//! Requirement input and final analysis result.

use serde::{Deserialize, Serialize};

use super::context::AnalysisContext;

/// Placeholder used for mapping fields the analysis could not populate.
pub const NOT_MAPPED: &str = "Non mappé";

/// One security requirement submitted for analysis. Immutable once built.
#[derive(Debug, Clone, PartialEq, Eq, Serialize, Deserialize)]
pub struct Requirement {
    pub id: i64,
    pub text: String,
}

impl Requirement {
    pub fn new(id: i64, text: impl Into<String>) -> Self {
        Self {
            id,
            text: text.into(),
        }
    }
}

/// Structured result of one full orchestration run.
///
/// Always a complete, renderable row: mapping fields fall back to
/// [`NOT_MAPPED`] and are never empty strings. Serialized in camelCase for
/// the dashboard collaborator.
#[derive(Debug, Clone, PartialEq, Eq, Serialize, Deserialize)]
#[serde(rename_all = "camelCase")]
pub struct AnalysisResult {
    pub id: i64,
    pub requirement: String,
    pub verification_point: String,
    pub scf_mapping: String,
    pub iso27001_mapping: String,
    pub iso27002_mapping: String,
    pub cobit5_mapping: String,
    pub analysis: String,
    #[serde(skip_serializing_if = "Option::is_none")]
    pub threat: Option<String>,
    #[serde(skip_serializing_if = "Option::is_none")]
    pub risk: Option<String>,
    #[serde(skip_serializing_if = "Option::is_none")]
    pub control_implementation: Option<String>,
}

impl AnalysisResult {
    /// Assembles the final result from a completed context.
    pub fn from_context(id: i64, ctx: &AnalysisContext) -> Self {
        let mapped = |field: &Option<String>| {
            field.clone().unwrap_or_else(|| NOT_MAPPED.to_string())
        };

        Self {
            id,
            requirement: ctx.requirement_text.clone(),
            verification_point: ctx.verification_point.clone().unwrap_or_default(),
            scf_mapping: mapped(&ctx.scf_mapping),
            iso27001_mapping: mapped(&ctx.iso27001_mapping),
            iso27002_mapping: mapped(&ctx.iso27002_mapping),
            cobit5_mapping: mapped(&ctx.cobit5_mapping),
            analysis: ctx.analysis.clone().unwrap_or_default(),
            threat: ctx.threat.clone(),
            risk: ctx.risk.clone(),
            control_implementation: ctx.control_implementation.clone(),
        }
    }
}

#[cfg(test)]
mod tests {
    use super::*;
    use crate::domain::analysis::ContextUpdate;

    #[test]
    fn test_empty_context_yields_placeholders() {
        let ctx = AnalysisContext::new("Exiger le chiffrement");
        let result = AnalysisResult::from_context(3, &ctx);

        assert_eq!(result.id, 3);
        assert_eq!(result.requirement, "Exiger le chiffrement");
        assert_eq!(result.scf_mapping, NOT_MAPPED);
        assert_eq!(result.iso27001_mapping, NOT_MAPPED);
        assert_eq!(result.iso27002_mapping, NOT_MAPPED);
        assert_eq!(result.cobit5_mapping, NOT_MAPPED);
        assert!(result.threat.is_none());
        assert!(result.risk.is_none());
    }

    #[test]
    fn test_populated_context_carries_through() {
        let mut ctx = AnalysisContext::new("req");
        ctx.apply(ContextUpdate {
            scf_mapping: Some("IAC-01 - Access Control Governance".to_string()),
            threat: Some("Usurpation de compte".to_string()),
            ..Default::default()
        });

        let result = AnalysisResult::from_context(1, &ctx);
        assert_eq!(result.scf_mapping, "IAC-01 - Access Control Governance");
        assert_eq!(result.threat.as_deref(), Some("Usurpation de compte"));
    }

    #[test]
    fn test_serializes_camel_case() {
        let ctx = AnalysisContext::new("req");
        let result = AnalysisResult::from_context(1, &ctx);
        let json = serde_json::to_value(&result).unwrap();

        assert!(json.get("scfMapping").is_some());
        assert!(json.get("verificationPoint").is_some());
        // Absent optional fields are omitted entirely
        assert!(json.get("threat").is_none());
    }
}
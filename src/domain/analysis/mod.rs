//! Analysis domain - shared context, inter-agent messages and result assembly.
//!
//! Everything here is pure data and pure functions. Agents and the
//! orchestrator (application layer) drive the mutations through explicit
//! [`ContextUpdate`] values merged at phase boundaries.

mod context;
mod message;
mod parsing;
mod result;
mod step;

pub use context::{AnalysisContext, ContextUpdate};
pub use message::{AgentMessage, MessageKind};
pub use parsing::{marker_line, parse_iso_lines, IsoMappings};
pub use result::{AnalysisResult, Requirement, NOT_MAPPED};
pub use step::StepName;
//! AI provider configuration

use serde::Deserialize;
use std::time::Duration;

use super::error::ValidationError;

/// AI provider configuration
#[derive(Debug, Clone, Deserialize)]
pub struct AiConfig {
    /// Anthropic API key
    pub anthropic_api_key: Option<String>,

    /// Model identifier used for every reasoning step
    #[serde(default = "default_model")]
    pub model: String,

    /// Base URL for the API
    #[serde(default = "default_base_url")]
    pub base_url: String,

    /// Request timeout in seconds
    #[serde(default = "default_timeout")]
    pub timeout_secs: u64,

    /// Maximum retries on transient failures
    #[serde(default = "default_retries")]
    pub max_retries: u32,
}

impl AiConfig {
    /// Get timeout as Duration
    pub fn timeout(&self) -> Duration {
        Duration::from_secs(self.timeout_secs)
    }

    /// Check if an Anthropic key is configured
    pub fn has_anthropic(&self) -> bool {
        self.anthropic_api_key.as_ref().is_some_and(|k| !k.is_empty())
    }

    /// Validate AI configuration
    pub fn validate(&self) -> Result<(), ValidationError> {
        if !self.has_anthropic() {
            return Err(ValidationError::MissingRequired("ANTHROPIC_API_KEY"));
        }
        if self.timeout_secs == 0 {
            return Err(ValidationError::InvalidTimeout);
        }
        Ok(())
    }
}

impl Default for AiConfig {
    fn default() -> Self {
        Self {
            anthropic_api_key: None,
            model: default_model(),
            base_url: default_base_url(),
            timeout_secs: default_timeout(),
            max_retries: default_retries(),
        }
    }
}

fn default_model() -> String {
    "claude-sonnet-4-20250514".to_string()
}

fn default_base_url() -> String {
    "https://api.anthropic.com".to_string()
}

fn default_timeout() -> u64 {
    60
}

fn default_retries() -> u32 {
    2
}
//! Ports - Interfaces for external dependencies.
//!
//! Following hexagonal architecture, ports define the contracts between
//! the analysis engine and the outside world. Adapters implement these ports.
//!
//! - `AiProvider` - LLM completion endpoint used by the reasoning steps
//! - `KnowledgeBase` - curated SCF control/threat/risk catalog lookups

mod ai_provider;
mod knowledge_base;

pub use ai_provider::{
    AiError, AiProvider, CompletionRequest, CompletionResponse, FinishReason, Message, MessageRole,
};
pub use knowledge_base::{
    ControlMatch, KnowledgeBase, KnowledgeBaseError, ThreatRisk, ValidationVerdict,
};
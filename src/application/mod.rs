//! Application layer - step agents and the orchestration engine.

pub mod agents;
mod orchestrator;

pub use orchestrator::{OrchestrationError, Orchestrator};
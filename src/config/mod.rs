//! Application configuration module
//!
//! This module provides type-safe configuration loading from environment variables
//! using the `config` and `dotenvy` crates. Configuration is loaded with the
//! `COMPLIANCE_MAPPER_` prefix and nested values use double underscores as
//! separators.
//!
//! # Example
//!
//! ```no_run
//! use compliance_mapper::config::AppConfig;
//!
//! let config = AppConfig::load().expect("Failed to load configuration");
//! config.validate().expect("Invalid configuration");
//! ```

mod ai;
mod error;
mod knowledge_base;

pub use ai::AiConfig;
pub use error::{ConfigError, ValidationError};
pub use knowledge_base::KnowledgeBaseConfig;

use serde::Deserialize;

/// Root application configuration
///
/// Contains all configuration sections for the analysis engine. Load using
/// [`AppConfig::load()`] which reads from environment variables.
#[derive(Debug, Clone, Deserialize)]
pub struct AppConfig {
    /// AI provider configuration (Anthropic)
    #[serde(default)]
    pub ai: AiConfig,

    /// Knowledge base configuration (SCF backend)
    #[serde(default)]
    pub knowledge_base: KnowledgeBaseConfig,
}

impl AppConfig {
    /// Load configuration from environment variables
    ///
    /// This function:
    /// 1. Loads `.env` file if present (for development)
    /// 2. Reads environment variables with the `COMPLIANCE_MAPPER` prefix
    /// 3. Uses `__` (double underscore) to separate nested values
    /// 4. Deserializes into typed configuration structs
    ///
    /// # Environment Variable Format
    ///
    /// - `COMPLIANCE_MAPPER__AI__ANTHROPIC_API_KEY=...` -> `ai.anthropic_api_key = ...`
    /// - `COMPLIANCE_MAPPER__KNOWLEDGE_BASE__BASE_URL=...` -> `knowledge_base.base_url = ...`
    ///
    /// # Errors
    ///
    /// Returns `ConfigError` if values cannot be parsed into expected types.
    pub fn load() -> Result<Self, ConfigError> {
        // Load .env file if present (development)
        dotenvy::dotenv().ok();

        let config = config::Config::builder()
            .add_source(
                config::Environment::default()
                    .prefix("COMPLIANCE_MAPPER")
                    .separator("__"),
            )
            .build()?
            .try_deserialize()?;

        Ok(config)
    }

    /// Validate all configuration values
    ///
    /// # Errors
    ///
    /// Returns `ValidationError` if any configuration value is invalid.
    pub fn validate(&self) -> Result<(), ValidationError> {
        self.ai.validate()?;
        self.knowledge_base.validate()?;
        Ok(())
    }
}

#[cfg(test)]
mod tests {
    use super::*;
    use std::env;
    use std::sync::Mutex;

    // Mutex to ensure tests don't run in parallel (env vars are global)
    static ENV_MUTEX: Mutex<()> = Mutex::new(());

    fn set_minimal_env() {
        env::set_var("COMPLIANCE_MAPPER__AI__ANTHROPIC_API_KEY", "sk-ant-xxx");
    }

    fn clear_env() {
        env::remove_var("COMPLIANCE_MAPPER__AI__ANTHROPIC_API_KEY");
        env::remove_var("COMPLIANCE_MAPPER__KNOWLEDGE_BASE__BASE_URL");
        env::remove_var("COMPLIANCE_MAPPER__KNOWLEDGE_BASE__TOP_K");
    }

    #[test]
    fn test_load_from_environment() {
        let _guard = ENV_MUTEX.lock().unwrap();
        set_minimal_env();
        let result = AppConfig::load();
        clear_env();

        assert!(result.is_ok(), "Failed to load config: {:?}", result.err());
        let config = result.unwrap();
        assert_eq!(config.ai.anthropic_api_key.as_deref(), Some("sk-ant-xxx"));
    }

    #[test]
    fn test_validate_full_config() {
        let _guard = ENV_MUTEX.lock().unwrap();
        set_minimal_env();
        let result = AppConfig::load();
        clear_env();

        assert!(result.is_ok());
        let config = result.unwrap();
        assert!(config.validate().is_ok());
    }

    #[test]
    fn test_knowledge_base_defaults() {
        let _guard = ENV_MUTEX.lock().unwrap();
        set_minimal_env();
        let result = AppConfig::load();
        clear_env();

        let config = result.unwrap();
        assert_eq!(config.knowledge_base.base_url, "http://localhost:8001");
        assert_eq!(config.knowledge_base.timeout_secs, 10);
        assert_eq!(config.knowledge_base.top_k, 5);
    }

    #[test]
    fn test_custom_knowledge_base_url() {
        let _guard = ENV_MUTEX.lock().unwrap();
        set_minimal_env();
        env::set_var(
            "COMPLIANCE_MAPPER__KNOWLEDGE_BASE__BASE_URL",
            "http://scf.internal:9000",
        );
        let result = AppConfig::load();
        clear_env();

        let config = result.unwrap();
        assert_eq!(config.knowledge_base.base_url, "http://scf.internal:9000");
    }
}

━━━━━━━━━━

• [EXERCISE INSTRUCTIONS]: The response must consist solely of the lines from the top of the records through the line holding "pub const NOT_MAPPED: &str", copied word for word.

• [RESPONSE AREA]:
//! Requirement input and final analysis result.

use serde::{Deserialize, Serialize};

use super::context::AnalysisContext;

/// Placeholder used for mapping fields the analysis could not populate.
pub const NOT_MAPPED: &str = "Non mappé";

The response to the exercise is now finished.